(Problem details) In the records, find each line where "type" occurs, and copy it.

[Saved data entries]
//! JSON scene descriptions and scene loading.
//!
//! A description lists objects (primitive kind, Phong material, optional
//! texture and an ordered list of transform operations), spherical lights
//! and the view. Loading validates the values, resolves textures relative to
//! the description file and builds a ready-to-render [`Scene`] and [`View`].
//!
//! ```json
//! {
//!   "view": { "eye": [0, 0, -6], "gaze": [0, -0.1, 1], "up": [0, 1, 0],
//!             "focal_length": -2, "left": -2, "top": 2, "size": 4 },
//!   "objects": [
//!     { "kind": "sphere", "albedos": [0.05, 0.95, 0.35, 0.35],
//!       "color": [1, 0.25, 0.25], "shininess": 10,
//!       "transforms": [ { "scale": [0.75, 0.5, 1.5] },
//!                       { "rotate_y": 1.047 },
//!                       { "translate": [-4, 1.1, 5] } ] }
//!   ],
//!   "lights": [ { "color": [0.95, 0.95, 0.95], "radius": 3,
//!                 "transforms": [ { "translate": [0, 14.5, -9.5] } ] } ]
//! }
//! ```

use std::path::Path;

use lux_math::{TransformOp, Vec3};
use serde::Deserialize;
use thiserror::Error;

use crate::scene::{Albedos, Color, Light, Material, Primitive, Scene, SceneObject};
use crate::texture::{TextureCache, TextureError};
use crate::view::{View, ViewError};

/// Errors that can occur during scene loading.
#[derive(Error, Debug)]
pub enum SceneError {
    #[error("IO error: {0}")]
    Io(#[from] std::io::Error),

    #[error("Scene description parse error: {0}")]
    Parse(#[from] serde_json::Error),

    #[error("Texture error: {0}")]
    Texture(#[from] TextureError),

    #[error("Invalid view: {0}")]
    View(#[from] ViewError),

    #[error("Invalid value for {field} of {owner}: {reason}")]
    InvalidValue {
        owner: String,
        field: &'static str,
        reason: String,
    },
}

/// Result type for loading operations.
pub type SceneResult<T> = Result<T, SceneError>;

/// A scene together with the view it should be rendered from.
#[derive(Clone, Debug)]
pub struct LoadedScene {
    pub scene: Scene,
    pub view: View,
}

/// Top-level scene description file.
#[derive(Debug, Deserialize)]
#[serde(deny_unknown_fields)]
pub struct SceneDescription {
    #[serde(default)]
    pub name: String,
    pub view: ViewDescription,
    #[serde(default)]
    pub objects: Vec<ObjectDescription>,
    #[serde(default)]
    pub lights: Vec<LightDescription>,
}

#[derive(Debug, Deserialize)]
#[serde(deny_unknown_fields)]
pub struct ViewDescription {
    pub eye: [f32; 3],
    pub gaze: [f32; 3],
    #[serde(default = "default_up")]
    pub up: [f32; 3],
    pub focal_length: f32,
    pub left: f32,
    pub top: f32,
    pub size: f32,
}

#[derive(Debug, Deserialize)]
#[serde(deny_unknown_fields)]
pub struct ObjectDescription {
    pub kind: Primitive,
    #[serde(default)]
    pub name: Option<String>,
    /// ra, rd, rs, rg
    pub albedos: [f32; 4],
    pub color: [f32; 3],
    #[serde(default = "one")]
    pub opacity: f32,
    #[serde(default = "one")]
    pub refractive_index: f32,
    #[serde(default = "one")]
    pub shininess: f32,
    #[serde(default)]
    pub mirror: bool,
    /// Defaults to the primitive's own setting
    #[serde(default)]
    pub double_sided: Option<bool>,
    #[serde(default)]
    pub texture: Option<String>,
    #[serde(default)]
    pub transforms: Vec<TransformDescription>,
}

#[derive(Debug, Deserialize)]
#[serde(deny_unknown_fields)]
pub struct LightDescription {
    pub color: [f32; 3],
    pub radius: f32,
    #[serde(default)]
    pub transforms: Vec<TransformDescription>,
}

/// One transform operation; angles are in radians.
#[derive(Debug, Clone, Copy, Deserialize)]
#[serde(rename_all = "snake_case")]
pub enum TransformDescription {
    Scale([f32; 3]),
    RotateX(f32),
    RotateY(f32),
    RotateZ(f32),
    Translate([f32; 3]),
}

impl From<TransformDescription> for TransformOp {
    fn from(desc: TransformDescription) -> Self {
        match desc {
            TransformDescription::Scale(s) => TransformOp::Scale(Vec3::from(s)),
            TransformDescription::RotateX(theta) => TransformOp::RotateX(theta),
            TransformDescription::RotateY(theta) => TransformOp::RotateY(theta),
            TransformDescription::RotateZ(theta) => TransformOp::RotateZ(theta),
            TransformDescription::Translate(t) => TransformOp::Translate(Vec3::from(t)),
        }
    }
}

fn default_up() -> [f32; 3] {
    [0.0, 1.0, 0.0]
}

fn one() -> f32 {
    1.0
}

/// Load a scene description file.
///
/// Texture paths are resolved relative to the file's directory.
pub fn load_scene(path: impl AsRef<Path>) -> SceneResult<LoadedScene> {
    let path = path.as_ref();
    let content = std::fs::read_to_string(path)?;
    let base_dir = path.parent().unwrap_or_else(|| Path::new("."));

    let mut loaded = load_scene_from_str(&content, base_dir)?;
    if loaded.scene.name.is_empty() {
        loaded.scene.name = path
            .file_stem()
            .map(|s| s.to_string_lossy().to_string())
            .unwrap_or_default();
    }

    Ok(loaded)
}

/// Load a scene description from a JSON string.
pub fn load_scene_from_str(json: &str, base_dir: impl AsRef<Path>) -> SceneResult<LoadedScene> {
    let description: SceneDescription = serde_json::from_str(json)?;
    description.build(&mut TextureCache::with_base_dir(base_dir.as_ref()))
}

impl SceneDescription {
    /// Validate the description and build the scene and view.
    pub fn build(&self, textures: &mut TextureCache) -> SceneResult<LoadedScene> {
        let view = self.view.build()?;
        let mut scene = Scene::new(self.name.clone());

        for (index, desc) in self.objects.iter().enumerate() {
            let object = desc.build(index, textures)?;
            log::debug!(
                "Object {} '{}': {}",
                index,
                object.name,
                object.primitive.name()
            );
            scene.add_object(object);
        }

        for (index, desc) in self.lights.iter().enumerate() {
            scene.add_light(desc.build(index)?);
        }

        log::info!(
            "Loaded scene '{}': {} objects, {} lights, {} textures",
            scene.name,
            scene.object_count(),
            scene.light_count(),
            textures.len()
        );

        Ok(LoadedScene { scene, view })
    }
}

impl ViewDescription {
    fn build(&self) -> SceneResult<View> {
        Ok(View::new(
            Vec3::from(self.eye),
            Vec3::from(self.gaze),
            Vec3::from(self.up),
            self.focal_length,
            self.left,
            self.top,
            self.size,
        )?)
    }
}

impl ObjectDescription {
    fn build(&self, index: usize, textures: &mut TextureCache) -> SceneResult<SceneObject> {
        let name = self
            .name
            .clone()
            .unwrap_or_else(|| format!("{}{}", self.kind.name(), index));

        let invalid = |field: &'static str, reason: String| SceneError::InvalidValue {
            owner: name.clone(),
            field,
            reason,
        };

        if !(0.0..=1.0).contains(&self.opacity) {
            return Err(invalid("opacity", format!("{} is outside [0, 1]", self.opacity)));
        }
        if self.opacity < 1.0 && self.refractive_index <= 0.0 {
            return Err(invalid(
                "refractive_index",
                format!("{} must be positive for a transparent object", self.refractive_index),
            ));
        }
        if self.shininess < 0.0 {
            return Err(invalid("shininess", format!("{} is negative", self.shininess)));
        }

        let [ra, rd, rs, rg] = self.albedos;
        let mut material = Material::phong(
            Albedos::new(ra, rd, rs, rg),
            Color::from(self.color),
            self.opacity,
            self.refractive_index,
            self.shininess,
        );
        material.is_mirror = self.mirror;
        material.double_sided = self.double_sided;

        let mut object = SceneObject::new(self.kind, material)
            .with_name(name.clone())
            .with_ops(self.transforms.iter().copied().map(TransformOp::from));

        if let Some(path) = &self.texture {
            object = object.with_texture(textures.load(path)?);
        }

        Ok(object)
    }
}

impl LightDescription {
    fn build(&self, index: usize) -> SceneResult<Light> {
        if !(self.radius >= 0.0) {
            return Err(SceneError::InvalidValue {
                owner: format!("light{}", index),
                field: "radius",
                reason: format!("{} is negative", self.radius),
            });
        }

        Ok(Light::new(
            Color::from(self.color),
            self.radius,
            self.transforms.iter().copied().map(TransformOp::from),
        ))
    }
}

(Expected answer)
/// Result type for loading operations.
pub type SceneResult<T> = Result<T, SceneError>;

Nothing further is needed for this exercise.